» PROBLEM REQUIREMENTS: Write each record again exactly as it stands.

» DATA TO USE:
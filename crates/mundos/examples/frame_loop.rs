//! Frame Loop: drive a runtime with scripted input.
//!
//! There is no window: a fake input sequence holds W, taps R to lock the
//! camera, then moves the mouse. A sink prints what a renderer would get.
//! With the `diagnostics` feature the last frame is dumped as JSON.
//!
//! Run with: `cargo run -p mundos --example frame_loop`

use std::time::Duration;

use mundos::prelude::*;

struct PrintSink {
    draws: usize,
}

impl RenderSink for PrintSink {
    fn begin_frame(&mut self, camera: Option<&CameraView>) {
        self.draws = 0;
        if let Some(camera) = camera {
            log::debug!("eye at {:?}", camera.position);
        }
    }

    fn submit(&mut self, draw: DrawCall) {
        self.draws += 1;
        log::trace!("mesh {} with shader {}", draw.mesh_index, draw.shader_index);
    }
}

fn main() -> Result<(), Box<dyn std::error::Error>> {
    #[cfg(feature = "diagnostics")]
    mundos::diag::init_logger();
    #[cfg(not(feature = "diagnostics"))]
    env_logger::init();

    let mut rt = Runtime::new(EngineConfig {
        worker_threads: Some(2),
        ..EngineConfig::default()
    })?;

    for i in 0..8 {
        let cube = rt.world.create(ArchetypeSpec::Model, &format!("Cube {i}"), None)?;
        rt.world.set(cube, Position::new(i as f32 * 2.0, 0.0, -5.0))?;
    }
    let camera = rt.world.create(ArchetypeSpec::Camera, "Camera", None)?;
    rt.scripts.attach(&mut rt.world, camera, FlyCamera::KEY)?;
    rt.world.set_active_camera(Some(camera))?;

    let mut input = InputState::new();
    let mut sink = PrintSink { draws: 0 };
    let mut last = FrameReport::default();
    for frame in 0..120 {
        match frame {
            0 => input.keys.press(Key::W),
            40 => input.keys.press(Key::R),
            60 => input.keys.release(Key::W),
            _ => {}
        }
        if frame >= 60 {
            input.move_cursor(frame as f32, 0.0);
        }
        last = rt.frame(&input, Duration::from_millis(16), &mut sink)?;
        input.end_frame();
    }

    let position = rt.world.get::<Position>(camera)?.value;
    let rotation = rt.world.get::<Rotation>(camera)?.euler;
    println!(
        "camera at {position:?}, yaw {:.1}°, locked {}",
        rotation.y.to_degrees(),
        rt.world.get::<Camera>(camera)?.locked
    );
    println!("last frame: {} draws, scripts took {:.1} µs", sink.draws, last.script_us);

    #[cfg(feature = "diagnostics")]
    println!("{}", mundos::diag::snapshot_json(&mut rt.world, &rt.time, Some(&last), &[])?);
    Ok(())
}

» RESPONSE:
filename crates/mundos/examples/frame_loop.rs
//! Frame Loop: drive a runtime with scripted input.
//!
//! There is no window: a fake input sequence holds W, taps R to lock the
//! camera, then moves the mouse. A sink prints what a renderer would get.
//! With the `diagnostics` feature the last frame is dumped as JSON.
//!
//! Run with: `cargo run -p mundos --example frame_loop`

use std::time::Duration;

use mundos::prelude::*;

struct PrintSink {
    draws: usize,
}

impl RenderSink for PrintSink {
    fn begin_frame(&mut self, camera: Option<&CameraView>) {
        self.draws = 0;
        if let Some(camera) = camera {
            log::debug!("eye at {:?}", camera.position);
        }
    }

    fn submit(&mut self, draw: DrawCall) {
        self.draws += 1;
        log::trace!("mesh {} with shader {}", draw.mesh_index, draw.shader_index);
    }
}

fn main() -> Result<(), Box<dyn std::error::Error>> {
    #[cfg(feature = "diagnostics")]
    mundos::diag::init_logger();
    #[cfg(not(feature = "diagnostics"))]
    env_logger::init();

    let mut rt = Runtime::new(EngineConfig {
        worker_threads: Some(2),
        ..EngineConfig::default()
    })?;

    for i in 0..8 {
        let cube = rt.world.create(ArchetypeSpec::Model, &format!("Cube {i}"), None)?;
        rt.world.set(cube, Position::new(i as f32 * 2.0, 0.0, -5.0))?;
    }
    let camera = rt.world.create(ArchetypeSpec::Camera, "Camera", None)?;
    rt.scripts.attach(&mut rt.world, camera, FlyCamera::KEY)?;
    rt.world.set_active_camera(Some(camera))?;

    let mut input = InputState::new();
    let mut sink = PrintSink { draws: 0 };
    let mut last = FrameReport::default();
    for frame in 0..120 {
        match frame {
            0 => input.keys.press(Key::W),
            40 => input.keys.press(Key::R),
            60 => input.keys.release(Key::W),
            _ => {}
        }
        if frame >= 60 {
            input.move_cursor(frame as f32, 0.0);
        }
        last = rt.frame(&input, Duration::from_millis(16), &mut sink)?;
        input.end_frame();
    }

    let position = rt.world.get::<Position>(camera)?.value;
    let rotation = rt.world.get::<Rotation>(camera)?.euler;
    println!(
        "camera at {position:?}, yaw {:.1}°, locked {}",
        rotation.y.to_degrees(),
        rt.world.get::<Camera>(camera)?.locked
    );
    println!("last frame: {} draws, scripts took {:.1} µs", sink.draws, last.script_us);

    #[cfg(feature = "diagnostics")]
    println!("{}", mundos::diag::snapshot_json(&mut rt.world, &rt.time, Some(&last), &[])?);
    Ok(())
}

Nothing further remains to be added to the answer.